Pour les usines textiles en particulier, soumises à des régulations coûteuses sur la qualité des eaux qu'elles rejettent, "ce n'est pas un bonus vert, c'est une ristourne verte, parce qu'elles économisent 20% de leur facture d'eau", assure le PDG, Adam Root.
L'entreprise britannique a investi 10 millions de livres depuis sa création et espère atteindre l'équilibre dans les prochaines années, grâce à des partenariats avec Patagonia, Nike ou H&M.
Toujours face au tsunami de plastique, Plastic for Change, basée en Inde, a créé une filière de plastique recyclé validée par des labels de commerce équitable.
D'un côté, ils proposent un cadre sécurisant aux bataillons de chiffonniers et de l'autre, ils fournissent un plastique recyclé de qualité constante aux entreprises intéressées.
Dans le monde, "il y a environ 15 millions de personnes à la base de la base de la chaîne d'approvisionnement, qui collectent les déchets plastiques et sont à l'origine de 58% du plastique engagé dans l'économie circulaire à travers le monde", explique Andrew Almack, PDG de Plastic for Change.

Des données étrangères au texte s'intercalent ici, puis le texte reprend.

//! Platform Firmware Image Parsing, Extraction, and Rebuild
//!
//! This crate discovers the hierarchy of containers inside a raw firmware blob (UEFI
//! firmware volumes, file systems, files, and sections, plus Intel flash descriptors,
//! Intel ME containers, Dell PFS updates, and EFI capsule wrappers), decodes each header,
//! recursively decompresses compressed payloads, and can reassemble a byte-faithful image
//! after selective payload replacement.
//!
//! Every parsed structure implements the [`FirmwareObject`] contract: `process` parses
//! children, `build` reserializes, `show`/`info` describe, and `dump` writes the tree to
//! disk. [`AutoParser`] detects the input format; [`iterate`]/[`flatten`] expose the tree
//! to external tools.
//!
//! ## Example
//! ```no_run
//! use fw_image::{FirmwareObject, parse_image};
//!
//! let data = std::fs::read("firmware.rom").unwrap();
//! if let Some(image) = parse_image(&data) {
//!     print!("{}", fw_image::show_tree(image.as_ref()));
//!     assert_eq!(image.build(false).len(), data.len());
//! }
//! ```
//!
//! ## License
//!
//! Copyright (C) Microsoft Corporation. All rights reserved.
//!
//! SPDX-License-Identifier: BSD-2-Clause-Patent
//!

pub mod auto;
pub mod capsule;
pub mod codec;
pub mod error;
pub mod flash;
pub mod fw_fs;
pub mod guid;
pub mod me;
pub mod object;
pub mod pfs;
pub mod reader;
#[cfg(feature = "serde")]
pub mod serializable;

pub use auto::{AutoParser, AutoRaw, ImageKind, MultiObject, MultiVolumeContainer, find_volume_candidates};
pub use codec::{CompressionAlgorithm, CompressionCodecs, StandardCodecs, try_decompress};
pub use error::Error;
pub use object::{
    DEFAULT_MAX_DEPTH, FirmwareObject, FlatNode, NodeInfo, ParseContext, RawObject, flatten, iterate,
    show_tree,
};

/// Detect and parse `data` with the default codec set and depth bound.
///
/// Returns `None` when no recognizer matches (or the matched parse fails outright); see
/// [`AutoParser`] for the format list and tail-walking behavior.
pub fn parse_image(data: &[u8]) -> Option<Box<dyn FirmwareObject>> {
    parse_image_with(data, &ParseContext::default())
}

/// [`parse_image`] with a caller-supplied parse context (codec set, depth bound).
pub fn parse_image_with(data: &[u8], ctx: &ParseContext) -> Option<Box<dyn FirmwareObject>> {
    AutoParser::new(data, true).parse(ctx)
}

#[cfg(test)]
mod unit_tests {
    use super::*;
    use crate::fw_fs::volume::test_support::{ffs_file, section, volume};
    use indoc::indoc;

    #[test]
    fn parse_image_round_trips_a_volume() {
        let file = ffs_file(&[0xA0; 16], 0xF0, &[0u8; 8]);
        let bytes = volume(&file);
        let image = parse_image(&bytes).unwrap();
        assert_eq!(image.build(false), bytes);
    }

    #[test]
    fn show_tree_renders_nested_structure() {
        let ui_name: Vec<u8> = "Setup\0".encode_utf16().flat_map(u16::to_le_bytes).collect();
        let file = ffs_file(&[0x11; 16], 0x07, &section(0x15, &ui_name));
        let bytes = volume(&file);

        let image = parse_image(&bytes).unwrap();
        let rendered = show_tree(image.as_ref());
        let expected = indoc! {"
            Firmware Volume: 8c8ce578-8a3d-4f1c-9935-896185c32dd3 attr 0x00000000, rev 2, cksum 0x0, size 0x70 (112 bytes)
              Firmware Volume Blocks: (1, 0x28)
              File 0: 11111111-1111-1111-1111-111111111111 type 0x07, attr 0x00, state 0x07, size 0x28 (40 bytes), (driver)
                Section 0: type 0x15, size 0x10 (16 bytes) (User interface name section)
                Name: Setup
        "};
        assert_eq!(rendered, expected);
    }

    #[test]
    fn flatten_covers_every_parsed_node() {
        let file = ffs_file(&[0xB0; 16], 0xF0, &[0u8; 8]);
        let bytes = volume(&file);
        let image = parse_image(&bytes).unwrap();

        let infos = iterate(image.as_ref(), false);
        let flat = flatten(&infos);
        // file system -> file
        assert_eq!(flat.len(), 2);
        assert_eq!(flat[1].parent, Some(0));
    }
}
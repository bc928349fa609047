//! Firmware Volume (FV) Parsing and Rebuild
//!
//! A volume opens with the 56-byte header (16 reserved bytes, file-system GUID, u64
//! length, `_FVH` signature, attributes, header length, checksum, revision) followed by
//! `(num_blocks, block_size)` pairs terminated by `(0, 0)`. Block spans are handed to a
//! file-system walker, an NVAR store, or kept opaque depending on the file-system GUID.
//!
//! The header checksum is not verified on read and is copied verbatim on rebuild.
//!
//! ## License
//!
//! Copyright (C) Microsoft Corporation. All rights reserved.
//!
//! SPDX-License-Identifier: BSD-2-Clause-Patent
//!

use std::io::{self, Write};
use std::path::Path;

use crate::error::Error;
use crate::fw_fs::filesystem::FirmwareFileSystem;
use crate::fw_fs::guids;
use crate::fw_fs::nvar::NvarStore;
use crate::guid::guid_string;
use crate::object::{FirmwareObject, ParseContext, RawObject, ts, write_file};
use crate::reader::{clamped, read_array, read_u8, read_u16, read_u32, read_u64};

/// Offset of the `_FVH` signature within the volume header.
pub const FVH_SIGNATURE_OFFSET: usize = 0x28;

const HEADER_SIZE: usize = 0x38;

/// One block span of a volume, typed by the volume's file-system GUID.
enum VolumeRegion {
    FileSystem(FirmwareFileSystem),
    Nvram(NvarStore),
    Opaque(RawObject),
}

impl VolumeRegion {
    fn as_object(&self) -> &dyn FirmwareObject {
        match self {
            VolumeRegion::FileSystem(fs) => fs,
            VolumeRegion::Nvram(store) => store,
            VolumeRegion::Opaque(raw) => raw,
        }
    }
}

/// A firmware volume and the file systems inside it.
pub struct FirmwareVolume {
    name: String,
    zero_vector: [u8; 16],
    guid: [u8; 16],
    fv_length: u64,
    attributes: u32,
    header_length: u16,
    checksum: u16,
    reserved: [u8; 3],
    revision: u8,
    /// Captured block map bytes (including the terminator), re-emitted verbatim.
    block_map: Vec<u8>,
    blocks: Vec<(u32, u32)>,
    data: Vec<u8>,
    regions: Vec<VolumeRegion>,
}
impl FirmwareObject for PfsPartitionedSection {
    fn process(&mut self, ctx: &ParseContext) -> bool {
        let body_end = self.data.len().saturating_sub(0x10);
        let mut step = 0x10usize; // past the leading UUID

        self.partitions = 0;
        self.section_data.clear();
        while step + SECTION_HEADER_SIZE <= body_end {
            let header = &self.data[step..step + SECTION_HEADER_SIZE];
            self.partitions += 1;
            let size = read_u32(header, 0x28).unwrap_or(0) as usize;
            let sig1 = read_u32(header, 0x2C).unwrap_or(0) as usize;
            let trp = read_u32(header, 0x30).unwrap_or(0) as usize;
            let sig2 = read_u32(header, 0x34).unwrap_or(0) as usize;

            step += SECTION_HEADER_SIZE;
            if size <= Self::DATA_OFFSET {
                log::warn!("partitioned PFS chunk too small: {size:#x}");
                return false;
            }
            self.section_data
                .extend_from_slice(clamped(&self.data, step + Self::DATA_OFFSET, size - Self::DATA_OFFSET));
            step += size + sig1 + trp + sig2;
        }

        match discover_volumes(&self.section_data, ctx) {
            Some(volumes) => {
                self.children = volumes;
                true
            }
            None => false,
        }
    }

    fn build(&self, _generate_checksum: bool) -> Vec<u8> {
        // chunk reassembly is lossy; the partitioned section re-emits its captured bytes
        self.data.clone()
    }

    fn byte_len(&self) -> usize {
        self.data.len()
    }

    fn type_name(&self) -> &'static str {
        "PFSPartitionedSection"
    }

    fn guid(&self) -> Option<[u8; 16]> {
        Some(self.uuid)
    }

    fn attrs(&self) -> Vec<(&'static str, String)> {
        vec![
            ("partitions", format!("{}", self.partitions)),
            ("reassembled_size", format!("{:#x}", self.section_data.len())),
        ]
    }

    fn content(&self) -> &[u8] {
        &self.section_data
    }

    fn objects(&self) -> Vec<&dyn FirmwareObject> {
        self.children.iter().map(|v| v as &dyn FirmwareObject).collect()
    }

    fn show(&self, out: &mut dyn Write, indent: usize, _index: Option<usize>) -> io::Result<()> {
        writeln!(
            out,
            "{}Dell PFSPartitionedSection: {} partitions {} size {:#x} ({} bytes)",
            ts(indent),
            guid_string(&self.uuid),
            self.partitions,
            self.section_data.len(),
            self.section_data.len()
        )?;
        for child in &self.children {
            child.show(out, indent + 1, None)?;
        }
        Ok(())
    }

    fn dump(&self, dir: &Path, _index: usize) {
        write_file(&dir.join(format!("{}.data", guid_string(&self.uuid))), &self.section_data);
        let child_dir = dir.join(format!("section-{}", guid_string(&self.uuid)));
        for (index, child) in self.children.iter().enumerate() {
            child.dump(&child_dir, index);
        }
    }
}
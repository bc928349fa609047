//! Intel Flash Descriptor
//!
//! A descriptor image opens with 16 padding bytes and the `5A A5 F0 0F` signature. The
//! descriptor map at +20 locates the region and master tables (offsets in 0x10 units);
//! region bases and limits are in 0x1000 units. The BIOS region is scanned for firmware
//! volumes, the ME region is handed to the ME container recognizer, and the GbE and PDR
//! regions are kept opaque.
//!
//! Regions are views into the descriptor at fixed offsets, so the descriptor re-emits its
//! captured bytes on rebuild.
//!
//! ## License
//!
//! Copyright (C) Microsoft Corporation. All rights reserved.
//!
//! SPDX-License-Identifier: BSD-2-Clause-Patent
//!

use std::io::{self, Write};
use std::path::Path;

use crate::error::Error;
use crate::fw_fs::volume::find_volumes;
use crate::me::MeContainer;
use crate::object::{FirmwareObject, ParseContext, ts, write_file};
use crate::reader::{clamped, read_u8, read_u16};

/// Descriptor signature, stored at offset 16.
pub const FLASH_HEADER: [u8; 4] = [0x5A, 0xA5, 0xF0, 0x0F];

/// FLMAP: offsets and counts for the descriptor's tables.
#[derive(Debug, Clone, Copy, Default)]
pub struct DescriptorMap {
    pub component_base: u8,
    pub number_of_flash_chips: u8,
    pub region_base: u8,
    pub number_of_regions: u8,
    pub master_base: u8,
    pub number_of_masters: u8,
    pub pch_straps_base: u8,
    pub number_of_pch_straps: u8,
    pub proc_straps_base: u8,
    pub number_of_proc_straps: u8,
    pub icc_table_base: u8,
    pub number_of_icc_entries: u8,
}

impl DescriptorMap {
    fn parse(data: &[u8]) -> Result<DescriptorMap, Error> {
        Error::check_len(data, 16)?;
        Ok(DescriptorMap {
            component_base: read_u8(data, 0)?,
            number_of_flash_chips: read_u8(data, 1)?,
            region_base: read_u8(data, 2)?,
            number_of_regions: read_u8(data, 3)?,
            master_base: read_u8(data, 4)?,
            number_of_masters: read_u8(data, 5)?,
            pch_straps_base: read_u8(data, 6)?,
            number_of_pch_straps: read_u8(data, 7)?,
            proc_straps_base: read_u8(data, 8)?,
            number_of_proc_straps: read_u8(data, 9)?,
            icc_table_base: read_u8(data, 10)?,
            number_of_icc_entries: read_u8(data, 11)?,
        })
    }
}

/// FLREG: base/limit pairs for each region.
#[derive(Debug, Clone, Copy, Default)]
struct RegionTable {
    bios_base: u16,
    bios_limit: u16,
    me_base: u16,
    me_limit: u16,
    gbe_base: u16,
    gbe_limit: u16,
    pdr_base: u16,
    pdr_limit: u16,
}

impl RegionTable {
    fn parse(data: &[u8]) -> Result<RegionTable, Error> {
        Error::check_len(data, 20)?;
        Ok(RegionTable {
            bios_base: read_u16(data, 4)?,
            bios_limit: read_u16(data, 6)?,
            me_base: read_u16(data, 8)?,
            me_limit: read_u16(data, 10)?,
            gbe_base: read_u16(data, 12)?,
            gbe_limit: read_u16(data, 14)?,
            pdr_base: read_u16(data, 16)?,
            pdr_limit: read_u16(data, 18)?,
        })
    }
}

/// FLMSTR: per-master id and access bits.
#[derive(Debug, Clone, Copy, Default)]
struct MasterTable {
    bios_id: u16,
    bios_read: u8,
    bios_write: u8,
    me_id: u16,
    me_read: u8,
    me_write: u8,
    gbe_id: u16,
    gbe_read: u8,
    gbe_write: u8,
}

impl MasterTable {
    fn parse(data: &[u8]) -> Result<MasterTable, Error> {
        Error::check_len(data, 12)?;
        Ok(MasterTable {
            bios_id: read_u16(data, 0)?,
            bios_read: read_u8(data, 2)?,
            bios_write: read_u8(data, 3)?,
            me_id: read_u16(data, 4)?,
            me_read: read_u8(data, 6)?,
            me_write: read_u8(data, 7)?,
            gbe_id: read_u16(data, 8)?,
            gbe_read: read_u8(data, 10)?,
            gbe_write: read_u8(data, 11)?,
        })
    }
}

/// One region of the flash (BIOS, ME, GbE, PDR) with its parsed children.
pub struct FlashRegion {
    name: &'static str,
    data: Vec<u8>,
    base: u16,
    limit: u16,
    id: u16,
    read: u8,
    write: u8,
    children: Vec<Box<dyn FirmwareObject>>,
}

impl FlashRegion {
    pub fn name(&self) -> &'static str {
        self.name
    }
}

impl FirmwareObject for FlashRegion {
    fn process(&mut self, ctx: &ParseContext) -> bool {
        self.children.clear();
        match self.name {
            "bios" => {
                let data = self.data.clone();
                self.children = find_volumes(&data, ctx);
                true
            }
            "me" => {
                if MeContainer::match_prefix(&self.data) {
                    if let Ok(mut me) = MeContainer::new(&self.data) {
                        let status = me.process(ctx);
                        self.children.push(Box::new(me));
                        return status;
                    }
                }
                true
            }
            _ => true,
        }
    }

    fn build(&self, _generate_checksum: bool) -> Vec<u8> {
        self.data.clone()
    }

    fn byte_len(&self) -> usize {
        self.data.len()
    }

    fn type_name(&self) -> &'static str {
        "FlashRegion"
    }

    fn objects(&self) -> Vec<&dyn FirmwareObject> {
        self.children.iter().map(|c| c.as_ref() as &dyn FirmwareObject).collect()
    }

    fn label(&self) -> String {
        self.name.to_string()
    }

    fn attrs(&self) -> Vec<(&'static str, String)> {
        vec![
            ("base", format!("{:#x}", self.base)),
            ("limit", format!("{:#x}", self.limit)),
            ("id", format!("{:#x}", self.id)),
            ("read", format!("{:#x}", self.read)),
            ("write", format!("{:#x}", self.write)),
        ]
    }

    fn content(&self) -> &[u8] {
        &self.data
    }

    fn show(&self, out: &mut dyn Write, indent: usize, _index: Option<usize>) -> io::Result<()> {
        writeln!(
            out,
            "{}Flash Region {} size= {:#x} ({} bytes) base= {:#x} limit= {:#x}",
            ts(indent),
            self.name,
            self.data.len(),
            self.data.len(),
            self.base,
            self.limit
        )?;
        for child in &self.children {
            child.show(out, indent + 1, None)?;
        }
        Ok(())
    }

    fn dump(&self, dir: &Path, _index: usize) {
        write_file(&dir.join(format!("region-{}.bin", self.name)), &self.data);
        let child_dir = dir.join(format!("region-{}", self.name));
        for (index, child) in self.children.iter().enumerate() {
            child.dump(&child_dir, index);
        }
    }
}

/// The descriptor itself: tables plus the four regions it describes.
pub struct FlashDescriptor {
    data: Vec<u8>,
    map: DescriptorMap,
    regions: Vec<FlashRegion>,
}

impl FlashDescriptor {
    pub fn match_prefix(prefix: &[u8]) -> bool {
        prefix.len() >= 20 && prefix[16..20] == FLASH_HEADER
    }

    pub fn new(data: &[u8]) -> Result<FlashDescriptor, Error> {
        Error::check_len(data, 20)?;
        if data[16..20] != FLASH_HEADER {
            return Err(Error::InvalidHeader("flash descriptor signature"));
        }
        Ok(FlashDescriptor { data: data.to_vec(), map: DescriptorMap::default(), regions: Vec::new() })
    }

    pub fn map(&self) -> &DescriptorMap {
        &self.map
    }

    pub fn regions(&self) -> &[FlashRegion] {
        &self.regions
    }

    fn region_span(base: u16, limit: u16) -> (usize, usize) {
        let offset = base as usize * 0x1000;
        let size = if limit != 0 { (limit as usize + 1 - base as usize) * 0x1000 } else { 0 };
        (offset, size)
    }
}

impl FirmwareObject for FlashDescriptor {
    fn process(&mut self, ctx: &ParseContext) -> bool {
        self.map = match DescriptorMap::parse(clamped(&self.data, 20, 16)) {
            Ok(map) => map,
            Err(err) => {
                log::warn!("flash descriptor map: {err}");
                return false;
            }
        };
        let region_offset = self.map.region_base as usize * 0x10;
        let region_table = match RegionTable::parse(clamped(&self.data, region_offset, 20)) {
            Ok(table) => table,
            Err(err) => {
                log::warn!("flash region table: {err}");
                return false;
            }
        };
        let master_offset = self.map.master_base as usize * 0x10;
        let master_table = match MasterTable::parse(clamped(&self.data, master_offset, 12)) {
            Ok(table) => table,
            Err(err) => {
                log::warn!("flash master table: {err}");
                return false;
            }
        };

        let specs = [
            ("bios", region_table.bios_base, region_table.bios_limit, master_table.bios_id, master_table.bios_read, master_table.bios_write),
            ("me", region_table.me_base, region_table.me_limit, master_table.me_id, master_table.me_read, master_table.me_write),
            ("gbe", region_table.gbe_base, region_table.gbe_limit, master_table.gbe_id, master_table.gbe_read, master_table.gbe_write),
            ("pdr", region_table.pdr_base, region_table.pdr_limit, 0, 0, 0),
        ];

        let mut status = true;
        self.regions.clear();
        for (name, base, limit, id, read, write) in specs {
            let (offset, size) = Self::region_span(base, limit);
            let mut region = FlashRegion {
                name,
                data: clamped(&self.data, offset, size).to_vec(),
                base,
                limit,
                id,
                read,
                write,
                children: Vec::new(),
            };
            status &= region.process(ctx);
            self.regions.push(region);
        }
        status
    }

    fn build(&self, _generate_checksum: bool) -> Vec<u8> {
        self.data.clone()
    }

    fn byte_len(&self) -> usize {
        self.data.len()
    }

    fn type_name(&self) -> &'static str {
        "FlashDescriptor"
    }

    fn objects(&self) -> Vec<&dyn FirmwareObject> {
        self.regions.iter().map(|r| r as &dyn FirmwareObject).collect()
    }

    fn content(&self) -> &[u8] {
        &self.data
    }

    fn show(&self, out: &mut dyn Write, indent: usize, _index: Option<usize>) -> io::Result<()> {
        writeln!(
            out,
            "{}Flash Descriptor (Intel PCH) chips {}, regions {}, masters {}, PCH straps {}, PROC straps {}",
            ts(indent),
            self.map.number_of_flash_chips,
            self.map.number_of_regions,
            self.map.number_of_masters,
            self.map.number_of_pch_straps,
            self.map.number_of_proc_straps
        )?;
        for region in &self.regions {
            region.show(out, indent + 1, None)?;
        }
        Ok(())
    }

    fn dump(&self, dir: &Path, _index: usize) {
        write_file(&dir.join("flash.fd"), &self.data);
        for (index, region) in self.regions.iter().enumerate() {
            region.dump(dir, index);
        }
    }
}

#[cfg(test)]
mod unit_tests {
    use super::*;
    use crate::fw_fs::volume::test_support::volume;

    /// Build a descriptor: map at +20 pointing the region table at 0x40 and the master
    /// table at 0x60, BIOS region at 0x1000 holding one firmware volume.
    fn descriptor_image() -> Vec<u8> {
        let mut data = vec![0u8; 0x2000];
        data[16..20].copy_from_slice(&FLASH_HEADER);
        data[20] = 0x03; // component base
        data[21] = 1; // one flash chip
        data[22] = 0x04; // region base (*0x10 = 0x40)
        data[23] = 4;
        data[24] = 0x06; // master base (*0x10 = 0x60)
        data[25] = 3;

        // region table @0x40: bios base 1, limit 1 -> offset 0x1000, size 0x1000
        data[0x44..0x46].copy_from_slice(&1u16.to_le_bytes());
        data[0x46..0x48].copy_from_slice(&1u16.to_le_bytes());
        // me/gbe/pdr regions empty (limit 0)

        // master table @0x60
        data[0x60..0x62].copy_from_slice(&0xAAAAu16.to_le_bytes());

        let fv = volume(&[]);
        data[0x1000..0x1000 + fv.len()].copy_from_slice(&fv);
        data
    }

    #[test]
    fn descriptor_regions_and_bios_volume() {
        let image = descriptor_image();
        assert!(FlashDescriptor::match_prefix(&image));

        let mut flash = FlashDescriptor::new(&image).unwrap();
        assert!(flash.process(&ParseContext::default()));
        assert_eq!(flash.regions().len(), 4);
        assert_eq!(flash.regions()[0].name(), "bios");

        let bios_children = flash.regions()[0].objects();
        assert!(bios_children.iter().any(|c| c.type_name() == "FirmwareVolume"));

        // regions are views; descriptor rebuild is byte-identical
        assert_eq!(flash.build(false), image);
    }

    #[test]
    fn wrong_signature_is_rejected() {
        let data = vec![0u8; 64];
        assert!(!FlashDescriptor::match_prefix(&data));
        assert!(matches!(FlashDescriptor::new(&data), Err(Error::InvalidHeader(_))));
    }
}
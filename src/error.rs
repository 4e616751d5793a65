//! Application error type shared by the API, dashboard and CLI.

use axum::{
    Json,
    http::StatusCode,
    response::{IntoResponse, Response},
};
use serde::Serialize;
use serde_json::{Value, json};
use validator::ValidationErrors;

#[derive(Serialize)]
struct ErrorBody {
    error: ErrorInfo,
}

/// Machine-readable error payload returned by the JSON API.
#[derive(Debug, Serialize)]
pub struct ErrorInfo {
    pub code: &'static str,
    pub message: String,
    pub details: Value,
}

#[derive(Debug, thiserror::Error)]
pub enum AppError {
    #[error("{message}")]
    Validation { message: String, details: Value },
    #[error("{message}")]
    Unauthorized { message: String, details: Value },
    #[error("{message}")]
    NotFound { message: String, details: Value },
    #[error("{message}")]
    Conflict { message: String, details: Value },
    /// The remote backend failed or could not be reached.
    #[error("{message}")]
    Upstream { message: String, details: Value },
    #[error("{message}")]
    Internal { message: String, details: Value },
}

impl AppError {
    pub fn bad_request(message: impl Into<String>, details: Value) -> Self {
        Self::Validation {
            message: message.into(),
            details,
        }
    }
    pub fn unauthorized(message: impl Into<String>, details: Value) -> Self {
        Self::Unauthorized {
            message: message.into(),
            details,
        }
    }
    pub fn not_found(message: impl Into<String>, details: Value) -> Self {
        Self::NotFound {
            message: message.into(),
            details,
        }
    }
    pub fn conflict(message: impl Into<String>, details: Value) -> Self {
        Self::Conflict {
            message: message.into(),
            details,
        }
    }
    pub fn upstream(message: impl Into<String>, details: Value) -> Self {
        Self::Upstream {
            message: message.into(),
            details,
        }
    }
    pub fn internal(message: impl Into<String>, details: Value) -> Self {
        Self::Internal {
            message: message.into(),
            details,
        }
    }

    pub fn status(&self) -> StatusCode {
        match self {
            AppError::Validation { .. } => StatusCode::BAD_REQUEST,
            AppError::Unauthorized { .. } => StatusCode::UNAUTHORIZED,
            AppError::NotFound { .. } => StatusCode::NOT_FOUND,
            AppError::Conflict { .. } => StatusCode::CONFLICT,
            AppError::Upstream { .. } => StatusCode::BAD_GATEWAY,
            AppError::Internal { .. } => StatusCode::INTERNAL_SERVER_ERROR,
        }
    }

    pub fn code(&self) -> &'static str {
        match self {
            AppError::Validation { .. } => "validation_error",
            AppError::Unauthorized { .. } => "unauthorized",
            AppError::NotFound { .. } => "not_found",
            AppError::Conflict { .. } => "conflict",
            AppError::Upstream { .. } => "upstream_error",
            AppError::Internal { .. } => "internal_error",
        }
    }

    pub fn details(&self) -> &Value {
        match self {
            AppError::Validation { details, .. }
            | AppError::Unauthorized { details, .. }
            | AppError::NotFound { details, .. }
            | AppError::Conflict { details, .. }
            | AppError::Upstream { details, .. }
            | AppError::Internal { details, .. } => details,
        }
    }

    pub fn is_unauthorized(&self) -> bool {
        matches!(self, AppError::Unauthorized { .. })
    }

    pub fn to_error_info(&self) -> ErrorInfo {
        ErrorInfo {
            code: self.code(),
            message: self.to_string(),
            details: self.details().clone(),
        }
    }
}

impl From<ValidationErrors> for AppError {
    fn from(errors: ValidationErrors) -> Self {
        let details = errors
            .field_errors()
            .iter()
            .map(|(field, errs)| {
                let messages: Vec<String> = errs
                    .iter()
                    .map(|e| {
                        e.message
                            .as_ref()
                            .map(|m| m.to_string())
                            .unwrap_or_else(|| e.code.to_string())
                    })
                    .collect();
                (field.to_string(), json!(messages))
            })
            .collect::<serde_json::Map<String, Value>>();

        AppError::bad_request("Validation failed", Value::Object(details))
    }
}

impl IntoResponse for AppError {
    fn into_response(self) -> Response {
        let status = self.status();
        if status.is_server_error() {
            tracing::error!(code = self.code(), details = %self.details(), "{}", self);
        }

        let body = ErrorBody {
            error: self.to_error_info(),
        };

        (status, Json(body)).into_response()
    }
}
//! Short-lived cache for backend query results.
//!
//! Provides a [`CacheService`] trait with two implementations:
//! - [`RedisCache`] - Redis-backed cache shared across dashboard instances
//! - [`NullCache`] - No-op implementation for testing/disabled caching
//!
//! [`cached`] wraps a backend call with get-or-fetch semantics.

#[cfg(test)]
mod map_cache;
mod null_cache;
mod query;
mod redis_cache;
mod service;

#[cfg(test)]
pub use map_cache::MapCache;
pub use null_cache::NullCache;
pub use query::{cached, invalidate, namespace, user_key};
pub use redis_cache::RedisCache;
pub use service::{CacheError, CacheResult, CacheService};
//! Page controls for server-rendered tables.

use url::form_urlencoded;

use crate::domain::pagination::{Page, PageItem};

/// One entry of the page control row.
///
/// `href` is `None` for the current page and for gaps.
#[derive(Debug, Clone, PartialEq, Eq)]
pub struct PagerLink {
    pub label: String,
    pub href: Option<String>,
    pub current: bool,
}

/// Page window rendered as links that keep the active filters.
#[derive(Debug, Clone, PartialEq, Eq)]
pub struct Pager {
    pub links: Vec<PagerLink>,
    pub prev: Option<String>,
    pub next: Option<String>,
    pub summary: String,
}

impl Pager {
    /// Builds the controls for `page`, linking to `base` with `params`
    /// (blank values are dropped) plus the page number.
    ///
    /// ```rust,ignore
    /// let pager = Pager::new(&page, "/dashboard/drivers", &[("search", search)]);
    /// // pager.links[1].href == Some("/dashboard/drivers?search=ali&page=2")
    /// ```
    pub fn new<T>(page: &Page<T>, base: &str, params: &[(&str, String)]) -> Self {
        let total_pages = page.total_pages();
        let current = page.page.clamp(1, total_pages.max(1));

        let links = page
            .window()
            .into_iter()
            .map(|item| match item {
                PageItem::Page(n) => PagerLink {
                    label: n.to_string(),
                    href: (n != current).then(|| page_href(base, params, n)),
                    current: n == current,
                },
                PageItem::Ellipsis => PagerLink {
                    label: "…".to_string(),
                    href: None,
                    current: false,
                },
            })
            .collect();

        let prev = (current > 1).then(|| page_href(base, params, current - 1));
        let next = (current < total_pages).then(|| page_href(base, params, current + 1));

        Self {
            links,
            prev,
            next,
            summary: summary(page, current),
        }
    }

    /// Whether there is more than one page to navigate.
    pub fn is_visible(&self) -> bool {
        self.links.len() > 1
    }
}

fn page_href(base: &str, params: &[(&str, String)], page: u32) -> String {
    let mut query = form_urlencoded::Serializer::new(String::new());
    for (key, value) in params {
        if !value.trim().is_empty() {
            query.append_pair(key, value.trim());
        }
    }
    query.append_pair("page", &page.to_string());
    format!("{}?{}", base, query.finish())
}

fn summary<T>(page: &Page<T>, current: u32) -> String {
    if page.total == 0 {
        return "No results".to_string();
    }
    if page.items.is_empty() {
        return format!("No results on this page ({} in total)", page.total);
    }
    let first = u64::from(current - 1) * u64::from(page.page_size) + 1;
    let last = (first + page.items.len() as u64).saturating_sub(1).max(first);
    format!("Showing {}-{} of {}", first, last.min(page.total), page.total)
}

Créée en 2011, l'entreprise a atteint l'équilibre financier en 2023 et voit son chiffre d'affaires tripler chaque année depuis six ans, assure-t-il.
"Mais on n'est encore qu'à la surface, notre objectif est d'intégrer un million de chiffonniers. Ce n'est pas une affaire qui peut rapporter des milliards, c'est une affaire qui peut rapporter des milliers de milliards", lance-t-il.